„W ostatnich dniach nastąpiło kilka wydarzeń, zdających się wskazywać na wzrastające zainteresowanie Rosjan poważniejszą konfrontacją z Polską. Znając historyczne uwarunkowania, łatwiej nam odczytywać z wyprzedzeniem, co tam knują na Kremlu” – przekonuje amerykanista, prawnik i wykładowca akademicki prof. Grzegorz Górski.
Co ma na myśli prof. Górski mówiąc o „kilku wydarzeniach”? „Oczywiście w pierwszym rzędzie prowokację przygotowaną przez amb. Andrejewa i skutecznie przeprowadzoną, przy pomocy ludzi Kramka i Trzaskowskiego” – pisze na Facebooku.

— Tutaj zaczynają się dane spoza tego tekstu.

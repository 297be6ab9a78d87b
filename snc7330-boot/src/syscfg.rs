//! `OSC_CTRL` system register helper.
//!
//! Besides oscillator control, `OSC_CTRL` exposes the hidden-ROM gate: while bit 3 is set
//! the protected ROM routine can still be patched. Once a prior stage locks the hidden
//! ROM the bit reads as 0 and stays 0 until the next power cycle.
//!
//! ```no_run
//! use snc7330_boot::{regs::Mmio, syscfg};
//!
//! let p = snc7330_boot::init();
//! let mut regs = Mmio::new(p.WDT0, p.FPB, p.SYS0);
//! if syscfg::read_osc_ctrl(&mut regs).hidden_rom_open() {
//!     // gate still open
//! }
//! ```

use crate::regs::{Reg, RegisterFile};

/// Bit position of the hidden-ROM gate in `OSC_CTRL`.
pub const HIDDEN_ROM_OPEN_BIT: u32 = 3;

/// Read `OSC_CTRL` and return a parsed [`OscCtrl`].
#[inline]
pub fn read_osc_ctrl(regs: &mut impl RegisterFile) -> OscCtrl {
    OscCtrl::from_raw(regs.read(Reg::OscCtrl))
}

/// Parsed view of the `OSC_CTRL` contents.
#[derive(Debug, Clone, Copy, PartialEq, Eq)]
#[cfg_attr(feature = "defmt", derive(defmt::Format))]
pub struct OscCtrl {
    raw: u32,
}

impl OscCtrl {
    /// Wrap a raw register value.
    #[inline]
    pub const fn from_raw(raw: u32) -> Self {
        Self { raw }
    }

    /// Gate state (bit 3).
    #[inline]
    pub const fn hidden_rom_open(&self) -> bool {
        self.raw & (1 << HIDDEN_ROM_OPEN_BIT) != 0
    }

    /// Return the raw 32-bit register value.
    #[inline]
    pub const fn raw(&self) -> u32 {
        self.raw
    }
}
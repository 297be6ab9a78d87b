#![macro_use]
#![allow(unused)]

#[cfg(all(feature = "defmt", feature = "log"))]
compile_error!("You may not enable both `defmt` and `log` features.");

#[collapse_debuginfo(yes)]
macro_rules! panic {
    ($($x:tt)*) => {
        {
            #[cfg(not(feature = "defmt"))]
            ::core::panic!($($x)*);
            #[cfg(feature = "defmt")]
            ::defmt::panic!($($x)*);
        }
    };
}

#[collapse_debuginfo(yes)]
macro_rules! trace {
    ($s:literal $(, $x:expr)* $(,)?) => {
        {
            #[cfg(feature = "log")]
            ::log::trace!($s $(, $x)*);
            #[cfg(feature = "defmt")]
            ::defmt::trace!($s $(, $x)*);
            #[cfg(not(any(feature = "log", feature="defmt")))]
            let _ = ($( & $x ),*);
        }
    };
}

#[collapse_debuginfo(yes)]
macro_rules! debug {
    ($s:literal $(, $x:expr)* $(,)?) => {
        {
            #[cfg(feature = "log")]
            ::log::debug!($s $(, $x)*);
            #[cfg(feature = "defmt")]
            ::defmt::debug!($s $(, $x)*);
            #[cfg(not(any(feature = "log", feature="defmt")))]
            let _ = ($( & $x ),*);
        }
    };
}

#[collapse_debuginfo(yes)]
macro_rules! info {
    ($s:literal $(, $x:expr)* $(,)?) => {
        {
            #[cfg(feature = "log")]
            ::log::info!($s $(, $x)*);
            #[cfg(feature = "defmt")]
            ::defmt::info!($s $(, $x)*);
            #[cfg(not(any(feature = "log", feature="defmt")))]
            let _ = ($( & $x ),*);
        }
    };
}

#[collapse_debuginfo(yes)]
macro_rules! warn {
    ($s:literal $(, $x:expr)* $(,)?) => {
        {
            #[cfg(feature = "log")]
            ::log::warn!($s $(, $x)*);
            #[cfg(feature = "defmt")]
            ::defmt::warn!($s $(, $x)*);
            #[cfg(not(any(feature = "log", feature="defmt")))]
            let _ = ($( & $x ),*);
        }
    };
}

Jego zdaniem nieudolne zachowanie służb spowodowało, że „wcisnęliśmy w łapy Rosji potężny argument propagandowy” pod nieuchronne przyszłe prowokacje, skierowane najprawdopodobniej wobec polskich dyplomatów.
Wesprzyj nas już teraz!
„Po drugie spiralę eskalacyjną nakręcają władze obwodu królewieckiego. Mamy już bez mała zapowiedzi wręcz szturmu wygłodniałych (w sensie dosłownym) mieszkańców esklawy na polską granicę. Traktowałbym te zapowiedzi z powagą” – dodaje.
W końcu, po trzecie, towarzyszy temu systematycznie eskalujące napięcie na granicy z Białorusią i rosnąca ilość prób nielegalnego forsowania tej granicy. „Łukaszenka usiłuje straszyć Litwę i Łotwę a także Polskę, ruchami swoich 7.000 wojsk. Jakkolwiek by to komicznie brzmiało, wygenerowanie przez niego jakiejś prowokacji nie jest problemem” – przekonuje.
Prof. Górski zwraca uwagę, że propagandowo Rosja może liczyć na przychylne stanowisko wielu „użytecznych idiotów”, zarówno w kraju jak i na Zachodzie. „Jurgieletnia krajowa jest już w gotowości do podjęcia ataków na swój kraj, a zachodnia agentura Kremla, nie może się doczekać, aby odbyć kolejne rytualne debaty w parlamencie i naciskać poprzez Jourovą czy Reyndersa na poszanowanie „praworządności” – podkreśla.